Argentiniens Präsident verliert Vorwahlen deutlich. Linke Opposition in Favoritenrolle. Alberto Fernández und Cristina Fernández wollen regieren

André Scheer

Mit einer schweren Niederlage geht Argentiniens Staatschef Mauricio Macri in den Wahlkampf um eine zweite Amtszeit. Bei den am Sonntag durchgeführten Vorwahlen hat er mit seiner Liste »Gemeinsam für den Wandel« (Juntos por el Cambio) nur 32,1 Prozent der Stimmen einfahren können. Klar in Führung liegt mit 47,7 Prozent das von Peronisten und Linken gebildete Bündnis »Front von allen« (Frente de Todos). Ihr Präsidentschaftskandidat ist Alberto Fernández, der von 2003 bis 2008 Kabinettschef unter Néstor Kirchner und dessen Nachfolgerin Cristina Fernández de Kirchner war.
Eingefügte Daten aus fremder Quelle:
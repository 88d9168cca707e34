use axum::{Json, extract::State};
use serde_json::json;

use cr_common::api::{MbtiResult, MiResult, ProfileAnswersRequest, ProfileRequest, ProfileResponse};
use cr_common::profile::{MbtiAnswer, MbtiScorer, MiAnswer, MiScorer, ProfileDescriber};

use crate::SharedState;
use crate::error::ApiError;
use crate::extract::ApiJson;

pub async fn score_mbti(
    ApiJson(answers): ApiJson<Vec<MbtiAnswer>>,
) -> Result<Json<MbtiResult>, ApiError> {
    let profile = MbtiScorer.score(&answers)?;
    Ok(Json(MbtiResult::from(&profile)))
}

pub async fn score_mi(
    State(state): State<SharedState>,
    ApiJson(answers): ApiJson<Vec<MiAnswer>>,
) -> Result<Json<MiResult>, ApiError> {
    let profile = MiScorer::new(state.recommender.mi_max_score).score(&answers)?;
    Ok(Json(MiResult::from(&profile)))
}

/// Scores both questionnaires and describes the resulting profile.
pub async fn score_profile(
    State(state): State<SharedState>,
    ApiJson(request): ApiJson<ProfileAnswersRequest>,
) -> Result<Json<ProfileResponse>, ApiError> {
    let mbti = MbtiScorer.score(&request.mbti_answers)?;
    let mi = MiScorer::new(state.recommender.mi_max_score).score(&request.mi_answers)?;
    let profile_description = ProfileDescriber.describe(mbti.code(), &mi);

    Ok(Json(ProfileResponse {
        mbti_result: MbtiResult::from(&mbti),
        mi_result: MiResult::from(&mi),
        profile_description,
    }))
}

pub async fn describe(
    ApiJson(request): ApiJson<ProfileRequest>,
) -> Result<Json<serde_json::Value>, ApiError> {
    let (mbti, mi) = request.to_profiles()?;
    Ok(Json(json!({
        "mbti_code": mbti.code(),
        "profile_description": ProfileDescriber.describe(mbti.code(), &mi),
    })))
}

#[cfg(test)]
mod tests {
    use serde_json::json;

    use super::*;
    use crate::test_state;

    #[tokio::test]
    async fn mbti_answers_produce_code_and_vector() {
        let answers: Vec<MbtiAnswer> = serde_json::from_value(json!([
            {"question_id": 1, "dimension": "E/I", "user_choice": "I", "weight": 1.0},
            {"question_id": 2, "dimension": "S/N", "user_choice": "N", "weight": 1.0},
            {"question_id": 3, "dimension": "T/F", "user_choice": "T", "weight": 1.0},
            {"question_id": 4, "dimension": "J/P", "user_choice": "J", "weight": 1.0}
        ]))
        .unwrap();

        let Json(result) = score_mbti(ApiJson(answers)).await.unwrap();

        assert_eq!(result.code, "INTJ");
        assert_eq!(result.vector, vec![1, 1, 0, 0]);
    }

    #[tokio::test]
    async fn unknown_intelligence_is_bad_request() {
        let answers: Vec<MiAnswer> = serde_json::from_value(json!([
            {"intelligence_type": "Telepathic", "score": 3.0}
        ]))
        .unwrap();

        let result = score_mi(State(test_state()), ApiJson(answers)).await;

        assert!(matches!(result, Err(ApiError::BadRequest(_))));
    }
}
Letztere bewirbt sich bei den Wahlen an der Seite von Fernández als Vizepräsidentin, so dass Argentinien eine Regierung »Fernández-Fernández« bevorstehen könnte.

Die »Offenen, gleichzeitigen und verpflichtenden Vorwahlen« (PASO) sind eine 2009 eingeführte Besonderheit des argentinischen Wahlsystems und dienen dazu, die endgültigen Kandidaten für die eigentliche Präsidentschaftswahl festzuleg...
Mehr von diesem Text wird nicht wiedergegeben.